Trump plans could be paid for with tax cuts, deregulation


House Speaker Mike Johnson: We want to expand upon Trump-era tax cuts & do massive regulatory reform

Republican House Speaker Mike Johnson on Wednesday said former President Donald Trump could pay for his presidential campaign’s proposed economic policies by rolling back corporate regulation and expanding tax cuts to stimulate growth.

“You have to bring about a pro-growth economy, and you do that with a combination of aggressive use of the tax code and reduction in government regulation,” the Louisiana lawmaker said on CNBC’s “Squawk Box.”

“If you get Republican leadership in the White House, the Senate and the House, unified government, we will put this thing on turbo. You will see massive regulatory reform,” he said.

Trump has proposed making his 2017 tax cuts permanent and further lowering the corporate tax rate, as well as wholly eliminating federal income taxes on worker tips, overtime pay and Social Security benefits.

An August study from the nonpartisan Penn Wharton Budget Model found that Trump’s proposed policies could add an estimated $5.8 trillion to the federal deficit over the next 10 years.

That figure did not include Trump’s Sept. 12 proposal to exempt overtime pay from federal income taxes.

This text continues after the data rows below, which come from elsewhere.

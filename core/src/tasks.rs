//! Decoder for the GeoWebCache seeding task table.
//!
//! The task list comes back as a table of integer rows:
//!
//! ```json
//! {"long-array-array": [[3296, 6624, 124, 57, 2], [-1, -1, -2, 59, 2]]}
//! ```
//!
//! Each row is `[tiles processed, tiles total, tiles remaining, task id,
//! status]`. A row of any other width means the server speaks a layout this
//! decoder does not know, so the whole table is rejected.

use std::fmt;

use serde::Deserialize;
use tracing::warn;

use crate::codec;
use crate::error::Result;

/// Width of a task row.
pub const ROW_WIDTH: usize = 5;

const ROWS_KEY: &str = "long-array-array";

#[derive(Debug, Clone, Copy, PartialEq, Eq)]
pub enum TaskStatus {
    Aborted,
    Pending,
    Running,
    Done,
    /// A code outside the known set, kept as sent.
    Unknown(i64),
}

impl TaskStatus {
    pub fn from_code(code: i64) -> Self {
        match code {
            -1 => TaskStatus::Aborted,
            0 => TaskStatus::Pending,
            1 => TaskStatus::Running,
            2 => TaskStatus::Done,
            other => TaskStatus::Unknown(other),
        }
    }

    pub fn code(self) -> i64 {
        match self {
            TaskStatus::Aborted => -1,
            TaskStatus::Pending => 0,
            TaskStatus::Running => 1,
            TaskStatus::Done => 2,
            TaskStatus::Unknown(code) => code,
        }
    }

    pub fn is_known(self) -> bool {
        !matches!(self, TaskStatus::Unknown(_))
    }
}

impl fmt::Display for TaskStatus {
    fn fmt(&self, f: &mut fmt::Formatter<'_>) -> fmt::Result {
        match self {
            TaskStatus::Aborted => f.write_str("aborted"),
            TaskStatus::Pending => f.write_str("pending"),
            TaskStatus::Running => f.write_str("running"),
            TaskStatus::Done => f.write_str("done"),
            TaskStatus::Unknown(code) => write!(f, "unknown({code})"),
        }
    }
}

/// One seeding task.
#[derive(Debug, Clone, Copy, PartialEq, Eq)]
pub struct TaskRecord {
    pub id: i64,
    pub status: TaskStatus,
    pub tiles_processed: i64,
    pub tiles_total: i64,
    pub tiles_remaining: i64,
}

impl TaskRecord {
    fn from_row(row: &[i64]) -> Self {
        TaskRecord {
            id: row[3],
            status: TaskStatus::from_code(row[4]),
            tiles_processed: row[0],
            tiles_total: row[1],
            tiles_remaining: row[2],
        }
    }
}

#[derive(Deserialize)]
struct TaskTable {
    #[serde(rename = "long-array-array")]
    rows: Vec<Vec<i64>>,
}

/// Decode a task table body. An empty table means no active tasks.
pub fn decode_tasks(body: &[u8]) -> Result<Vec<TaskRecord>> {
    let table: TaskTable = codec::from_json(body)?;
    if let Some((index, row)) = table.rows.iter().enumerate().find(|(_, row)| row.len() != ROW_WIDTH) {
        return Err(codec::decode_error::<TaskRecord>(
            format!(
                "`{ROWS_KEY}` row {index} has {} fields, expected {ROW_WIDTH}",
                row.len()
            ),
            body,
        ));
    }

    let records: Vec<TaskRecord> = table.rows.iter().map(|row| TaskRecord::from_row(row)).collect();
    for record in records.iter().filter(|r| !r.status.is_known()) {
        warn!(
            task_id = record.id,
            code = record.status.code(),
            "seeding task reported an unrecognized status code"
        );
    }
    Ok(records)
}
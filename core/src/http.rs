//! HTTP exchanges described as plain data.
//!
//! # Design
//! `HttpRequest` is the descriptor a caller hands to the dispatcher and
//! `HttpResponse` is what comes back: raw body bytes and a status code, with
//! no interpretation. Building and parsing stay deterministic and testable
//! without a network; only `Dispatcher` touches the wire.
//!
//! A status of 0 marks a transport failure. The body then holds the failure
//! description instead of server output.

use std::collections::BTreeMap;

use url::Url;

use crate::codec;

/// HTTP method for a request.
#[derive(Debug, Clone, Copy, PartialEq, Eq)]
pub enum HttpMethod {
    Get,
    Post,
    Put,
    Delete,
}

impl HttpMethod {
    pub fn as_str(self) -> &'static str {
        match self {
            HttpMethod::Get => "GET",
            HttpMethod::Post => "POST",
            HttpMethod::Put => "PUT",
            HttpMethod::Delete => "DELETE",
        }
    }

    /// Whether the method carries a request body.
    pub fn has_body(self) -> bool {
        matches!(self, HttpMethod::Post | HttpMethod::Put)
    }
}

/// An HTTP request described as plain data.
///
/// Constructed with `get`/`post`/`put`/`delete` and refined with the
/// consuming builder methods; not meant to be mutated once issued.
#[derive(Debug, Clone, PartialEq, Eq)]
pub struct HttpRequest {
    pub method: HttpMethod,
    pub url: String,
    pub accept: Option<String>,
    pub query: BTreeMap<String, String>,
    pub body: Option<String>,
    pub content_type: Option<String>,
}

impl HttpRequest {
    pub fn new(method: HttpMethod, url: impl Into<String>) -> Self {
        Self {
            method,
            url: url.into(),
            accept: None,
            query: BTreeMap::new(),
            body: None,
            content_type: None,
        }
    }

    pub fn get(url: impl Into<String>) -> Self {
        Self::new(HttpMethod::Get, url)
    }

    pub fn post(url: impl Into<String>) -> Self {
        Self::new(HttpMethod::Post, url)
    }

    pub fn put(url: impl Into<String>) -> Self {
        Self::new(HttpMethod::Put, url)
    }

    pub fn delete(url: impl Into<String>) -> Self {
        Self::new(HttpMethod::Delete, url)
    }

    pub fn accept(mut self, content_type: &str) -> Self {
        self.accept = Some(content_type.to_string());
        self
    }

    pub fn query(mut self, key: impl Into<String>, value: impl Into<String>) -> Self {
        self.query.insert(key.into(), value.into());
        self
    }

    pub fn queries(mut self, query: BTreeMap<String, String>) -> Self {
        self.query.extend(query);
        self
    }

    pub fn body(mut self, body: String, content_type: &str) -> Self {
        self.body = Some(body);
        self.content_type = Some(content_type.to_string());
        self
    }

    pub fn json_body(self, body: String) -> Self {
        self.body(body, codec::JSON)
    }

    pub fn xml_body(self, body: String) -> Self {
        self.body(body, codec::XML)
    }

    /// The target with query parameters merged in. Keys set on the request
    /// replace same-named keys already present in the target.
    pub fn resolved_url(&self) -> Result<Url, url::ParseError> {
        let mut url = Url::parse(&self.url)?;
        if self.query.is_empty() {
            return Ok(url);
        }

        let kept: Vec<(String, String)> = url
            .query_pairs()
            .filter(|(key, _)| !self.query.contains_key(key.as_ref()))
            .map(|(key, value)| (key.into_owned(), value.into_owned()))
            .collect();
        url.query_pairs_mut()
            .clear()
            .extend_pairs(kept.iter())
            .extend_pairs(self.query.iter());
        Ok(url)
    }
}

/// An HTTP response described as plain data.
#[derive(Debug, Clone, PartialEq, Eq)]
pub struct HttpResponse {
    /// Server status, or 0 when the exchange failed before a response.
    pub status: u16,
    pub body: Vec<u8>,
    /// URL the request was sent to, after query merging.
    pub url: String,
}

impl HttpResponse {
    pub fn new(status: u16, body: impl Into<Vec<u8>>) -> Self {
        Self {
            status,
            body: body.into(),
            url: String::new(),
        }
    }

    pub fn transport_failure(url: impl Into<String>, description: impl Into<String>) -> Self {
        Self {
            status: 0,
            body: description.into().into_bytes(),
            url: url.into(),
        }
    }

    pub fn with_url(mut self, url: impl Into<String>) -> Self {
        self.url = url.into();
        self
    }

    pub fn is_transport_failure(&self) -> bool {
        self.status == 0
    }

    /// Body as text, replacing invalid UTF-8.
    pub fn text(&self) -> String {
        String::from_utf8_lossy(&self.body).into_owned()
    }
}
//! Executes `HttpRequest` descriptors over the network.
//!
//! # Design
//! The dispatcher owns the only I/O in the crate. It never interprets the
//! response: any status the server sends back, including 4xx/5xx, is
//! returned as data. Failures that prevent a response altogether are folded
//! into an `HttpResponse` with status 0 so that callers handle every outcome
//! through the same value.

use std::fmt;

use base64::engine::general_purpose::STANDARD;
use base64::Engine as _;
use tracing::{info, warn};
use ureq::{Agent, RequestBuilder};

use crate::config::CatalogConfig;
use crate::http::{HttpMethod, HttpRequest, HttpResponse};

/// Blocking HTTP executor bound to one set of credentials.
#[derive(Clone)]
pub struct Dispatcher {
    agent: Agent,
    authorization: Option<String>,
}

impl fmt::Debug for Dispatcher {
    fn fmt(&self, f: &mut fmt::Formatter<'_>) -> fmt::Result {
        f.debug_struct("Dispatcher")
            .field("authorization", &self.authorization.as_ref().map(|_| "<redacted>"))
            .finish_non_exhaustive()
    }
}

impl Dispatcher {
    pub fn new(config: &CatalogConfig) -> Self {
        // Status codes are data here, never errors.
        let agent = Agent::config_builder()
            .http_status_as_error(false)
            .timeout_recv_response(Some(config.response_header_timeout()))
            .build()
            .new_agent();
        let authorization = config
            .has_credentials()
            .then(|| basic_authorization(&config.username, &config.password));
        Self { agent, authorization }
    }

    /// Perform the exchange. Never fails: transport errors come back as a
    /// status-0 response whose body describes the failure.
    pub fn dispatch(&self, request: &HttpRequest) -> HttpResponse {
        let url = match request.resolved_url() {
            Ok(url) => url.to_string(),
            Err(e) => {
                let description = format!("malformed request URL `{}`: {e}", request.url);
                warn!(url = %request.url, method = request.method.as_str(), error = %description, "request not sent");
                return HttpResponse::transport_failure(&request.url, description);
            }
        };

        let result = match request.method {
            HttpMethod::Get => self.headers(self.agent.get(url.as_str()), request).call(),
            HttpMethod::Delete => self.headers(self.agent.delete(url.as_str()), request).call(),
            HttpMethod::Post => self.send_with_body(self.agent.post(url.as_str()), request),
            HttpMethod::Put => self.send_with_body(self.agent.put(url.as_str()), request),
        };

        let response = match result {
            Ok(mut response) => {
                let status = response.status().as_u16();
                // Read to completion; the agent's default cap is 10 MiB.
                match response.body_mut().with_config().limit(u64::MAX).read_to_vec() {
                    Ok(body) => HttpResponse::new(status, body).with_url(&url),
                    Err(e) => HttpResponse::transport_failure(&url, format!("failed to read response body: {e}")),
                }
            }
            Err(e) => HttpResponse::transport_failure(&url, e.to_string()),
        };

        if response.is_transport_failure() {
            warn!(url = %url, method = request.method.as_str(), error = %response.text(), "request failed");
        } else {
            info!(url = %url, method = request.method.as_str(), status = response.status, "request completed");
        }
        response
    }

    fn headers<B>(&self, mut builder: RequestBuilder<B>, request: &HttpRequest) -> RequestBuilder<B> {
        if let Some(accept) = &request.accept {
            builder = builder.header("Accept", accept.as_str());
        }
        if let Some(authorization) = &self.authorization {
            builder = builder.header("Authorization", authorization.as_str());
        }
        builder
    }

    fn send_with_body(
        &self,
        builder: RequestBuilder<ureq::typestate::WithBody>,
        request: &HttpRequest,
    ) -> Result<ureq::http::Response<ureq::Body>, ureq::Error> {
        let builder = self.headers(builder, request);
        match (&request.body, &request.content_type) {
            (Some(body), Some(content_type)) => builder.content_type(content_type.as_str()).send(body.as_bytes()),
            (Some(body), None) => builder.send(body.as_bytes()),
            (None, _) => builder.send_empty(),
        }
    }
}

fn basic_authorization(username: &str, password: &str) -> String {
    format!("Basic {}", STANDARD.encode(format!("{username}:{password}")))
}
//! Connection settings for a catalog.
//!
//! # Design
//! Settings are supplied once, at construction, and never read from files or
//! the environment by the library itself. `CatalogConfig` derives serde so an
//! embedding application can load it from whatever configuration source it
//! already uses; missing fields fall back to `#[serde(default)]` values. The
//! password is neither serialized nor shown by `Debug`.

use std::fmt;
use std::time::Duration;

use serde::{Deserialize, Serialize};

/// Connection settings for a GeoServer catalog.
#[derive(Clone, PartialEq, Eq, Deserialize, Serialize)]
pub struct CatalogConfig {
    /// Base endpoint, e.g. `http://localhost:8080/geoserver/`.
    pub server_url: String,
    #[serde(default)]
    pub username: String,
    #[serde(default, skip_serializing)]
    pub password: String,
    /// Seconds to wait for response headers.
    #[serde(default = "default_response_header_timeout")]
    pub response_header_timeout_secs: u64,
}

fn default_response_header_timeout() -> u64 {
    5
}

impl fmt::Debug for CatalogConfig {
    fn fmt(&self, f: &mut fmt::Formatter<'_>) -> fmt::Result {
        f.debug_struct("CatalogConfig")
            .field("server_url", &self.server_url)
            .field("username", &self.username)
            .field("password", &"<redacted>")
            .field("response_header_timeout_secs", &self.response_header_timeout_secs)
            .finish()
    }
}

impl CatalogConfig {
    pub fn new(server_url: impl Into<String>, username: impl Into<String>, password: impl Into<String>) -> Self {
        Self {
            server_url: server_url.into(),
            username: username.into(),
            password: password.into(),
            response_header_timeout_secs: default_response_header_timeout(),
        }
    }

    pub fn with_response_header_timeout(mut self, timeout: Duration) -> Self {
        self.response_header_timeout_secs = timeout.as_secs().max(1);
        self
    }

    pub fn response_header_timeout(&self) -> Duration {
        Duration::from_secs(self.response_header_timeout_secs)
    }

    pub fn has_credentials(&self) -> bool {
        !self.username.is_empty()
    }
}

If applied only to pay that is currently designated as overtime, the proposal would add an estimated $866 billion to the total cost of Trump’s proposals over the next decade, according to an analysis from the Yale Budget Lab. A tax exemption for all hours worked over 40 hours per week would cost an estimated $1.3 trillion over 10 years.

On Tuesday, the Republican presidential nominee also floated reestablishing the state and local tax, or SALT, deduction, which he capped during his first term.

House Speaker Mike Johnson, R-La., talks with reporters in the U.S. Capitol after the last votes of the week, Sept. 12, 2024.

Tom Williams | CQ-Roll Call, Inc. | Getty Images

Johnson on Wednesday said he agreed with all of Trump’s proposals. Paying for them, he said, would come down to a combination of corporate tax cuts, deregulation and energy policy to get “the economy humming.”

Trump, however, has repeatedly said he wants to pay for his plans with the proceeds from hard-line tariffs on all imports, with an especially high rate for Chinese imports.

During his debate against Vice President Kamala Harris last Tuesday, Trump touted the “billions and billions of dollars” in revenue generated by his first-term tariffs, which nearly triggered a trade war with China.

Johnson made no mention of tariffs as a potential revenue source Wednesday. The Trump campaign did not immediately respond to CNBC’s request for comment about Johnson’s suggestions for how to pay for Trump’s proposed tax cuts.

Read more CNBC politics coverage

As of March 2024, Trump’s first-term tariffs, many of which President Joe Biden left in place and built upon, brought in a total of over $233 billion in higher taxes collected for the U.S. government, paid for by American consumers because suppliers passed the costs on, according to the Tax Foundation.